«L’annessione che Israele progetta in Cisgiordania è una dichiarazione di guerra». Ha fatto la voce grossa l’altro giorno Abu Obeida, responsabile per i rapporti con i media delle Brigate Ezzedin al Qassam, l’ala militare di Hamas. Parole alle quali ha subito reagito il ministro della difesa israeliano Benny Gantz. «Israele non accetta minacce. Ricordo ai leader di Hamas che saranno loro i primi a pagare per qualsiasi aggressione», ha avvertito Gantz. Ma dietro le parole infuocate di Abu Obeida c’è davvero Hamas pronto anche ad usare le armi pur di fermare l’annessione a Israele di porzioni di Cisgiordania? I dubbi sono forti.

In queste ultime settimane non è sfuggito il basso profilo mantenuto sull’annessione dal movimento islamico che controlla Gaza dal 2007 e che da allora è impegnato in uno scontro senza esclusione di colpi con il partito Fatah, spina dorsale dell’Autorità nazionale palestinese di Abu Mazen. Di tanto in tanto leader e portavoce di Hamas hanno condannato con forza il piano israeliano. E hanno applaudito alla decisione presa da Abu Mazen di interrompere i rapporti con Israele e Stati uniti. Non sono andati molto oltre, lasciando intendere che, pur sostenendo la lotta dei «fratelli palestinesi» in Cisgiordania, l’organizzazione manterrà una posizione più defilata ma pronta ad intervenire.

«Ciò non deve sorprenderci» ci dice l’analista Ghassan al Khatib, docente di scienze politiche all’università di Bir Zeit. «Ci sono diverse ragioni che spiegano questa posizione cauta», aggiunge Khatib, «Hamas è una organizzazione islamista e solo vagamente anche nazionalista. Perciò guarda al territorio nel suo insieme, teorizza la liberazione di tutta la Palestina e nell’arco della sua esistenza (dal 1987 a oggi, ndr) ha avuto posizioni fluttuanti sull’idea di uno Stato palestinese solo nei Territori occupati da Israele nel 1967, anche solo a scopo tattico».

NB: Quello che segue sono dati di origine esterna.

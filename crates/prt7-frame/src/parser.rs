//! フレームパーサー
//!
//! テキスト 1 行を [`Frame`] に変換する。境界マーカーの判定は [`Line`](crate::Line) が担当する。

use alloc::string::ToString;

use prt7_rotor::{ALPHABET_LEN, SPACE};

use crate::error::{FrameError, MapFrameFault};
use crate::frame::Frame;
use crate::SPACE_TOKEN;

/// パース結果
#[derive(Debug, Clone, Copy, PartialEq, Eq)]
pub enum Parsed {
    /// 適用すべきフレーム
    Frame(Frame),
    /// フレームではない行（空行・フィラー・未知の先頭文字）。エラーではない
    NotAFrame,
}

/// PRT-7 フレームパーサー
pub struct FrameParser;

impl FrameParser {
    /// 1 行をパースする
    ///
    /// 末尾の `\r` / `\n` を取り除いてから判定する。
    ///
    /// # エラー
    /// - `FrameError::MalformedLoadFrame`: `L` の後にカンマがない、またはペイロードが空
    /// - `FrameError::MalformedMapFrame`: `M` の後にカンマがない、または回転量が整数ではない
    pub fn parse(line: &str) -> Result<Parsed, FrameError> {
        let line = trim_line_terminators(line);

        if is_filler(line) {
            return Ok(Parsed::NotAFrame);
        }

        let mut chars = line.chars();
        let kind = chars.next().map(|c| c.to_ascii_uppercase());
        let has_comma = chars.next() == Some(',');

        match kind {
            Some('L') => {
                if !has_comma {
                    return Err(FrameError::MalformedLoadFrame { line: line.to_string() });
                }
                parse_load(&line[2..])
                    .map(|symbol| Parsed::Frame(Frame::Load(symbol)))
                    .ok_or_else(|| FrameError::MalformedLoadFrame { line: line.to_string() })
            }
            Some('M') => {
                if !has_comma {
                    return Err(FrameError::MalformedMapFrame {
                        line: line.to_string(),
                        reason: MapFrameFault::MissingComma,
                    });
                }
                parse_rotation(&line[2..])
                    .map(|amount| Parsed::Frame(Frame::Rotate(amount)))
                    .ok_or_else(|| FrameError::MalformedMapFrame {
                        line: line.to_string(),
                        reason: MapFrameFault::InvalidInteger,
                    })
            }
            _ => Ok(Parsed::NotAFrame),
        }
    }
}

/// 末尾の改行コードを取り除く
pub(crate) fn trim_line_terminators(line: &str) -> &str {
    line.trim_end_matches(|c: char| c == '\r' || c == '\n')
}

/// 空行、または `-` / 空白 / タブだけの行か
fn is_filler(line: &str) -> bool {
    line.chars().all(|c| matches!(c, '-' | ' ' | '\t'))
}

/// Load ペイロードからシンボルを取り出す（空なら `None`）
fn parse_load(payload: &str) -> Option<char> {
    if payload.eq_ignore_ascii_case(SPACE_TOKEN) {
        return Some(SPACE);
    }
    payload.chars().next()
}

/// `["+" | "-"] DIGIT+` を回転量として読む
///
/// i64 に収まらない桁数は 27 を法として縮約する（符号は保持）。
/// ローターへの効果は元の値と同じになる。
fn parse_rotation(payload: &str) -> Option<i64> {
    let (negative, digits) = match payload.as_bytes().first() {
        Some(b'-') => (true, &payload[1..]),
        Some(b'+') => (false, &payload[1..]),
        _ => (false, payload),
    };

    if digits.is_empty() || !digits.bytes().all(|b| b.is_ascii_digit()) {
        return None;
    }

    if let Ok(value) = payload.parse::<i64>() {
        return Some(value);
    }

    // 構文は正しいのでここに来るのは桁あふれのみ
    let len = ALPHABET_LEN as i64;
    let residue = digits
        .bytes()
        .fold(0i64, |acc, b| (acc * 10 + i64::from(b - b'0')) % len);
    Some(if negative { -residue } else { residue })
}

La soluzione a Due Stati (Israele e Palestina), prosegue l’analista, «appartiene all’Anp, all’Olp, ad Abu Mazen, a Fatah e ad altre forze politiche, non ad Hamas che l’ha respinta assieme agli accordi di Oslo del 1993». Secondo Khatib il movimento islamico in questa fase interessato più di ogni altra cosa «a rafforzare il suo controllo di Gaza e a stabilizzare le condizioni di vita dei (due milioni di) palestinesi che vi vivono».

Secondo un’opinione diffusa proprio i problemi umanitari a Gaza sono tra i motivi che inducono Hamas a una linea prudente. «La nostra gente condanna Israele e sostiene la lotta contro i suoi piani in Cisgiordania. Però è anche esausta dopo tre offensive militari israeliane negli ultimi 12 anni. Non c’è lavoro, la povertà estrema è in aumento e il coronavirus ha complicato tutto. Migliaia di famiglie sopravvivono grazie agli aiuti che arrivano dal Qatar. Hamas sa che Gaza non è in grado di sopportare le conseguenze di un’altra guerra», ci dice Aziz Kahlout, un giornalista di Gaza che, per le ragioni citate, tende ad escludere che i leader islamisti «possano ordinare alle cellule in Cisgiordania di attivarsi in un confronto armato prolungato con Israele e dare il via a lanci di razzi (da Gaza)».

E ricorda che Hamas resta sempre impegnato in un negoziato indiretto, attraverso l’Egitto, con Israele per il raggiungimento di una tregua a lungo termine e per uno scambio di prigionieri che, se dovesse concretizzarsi, rafforzerebbe la sua immagine e il suo programma tra i palestinesi.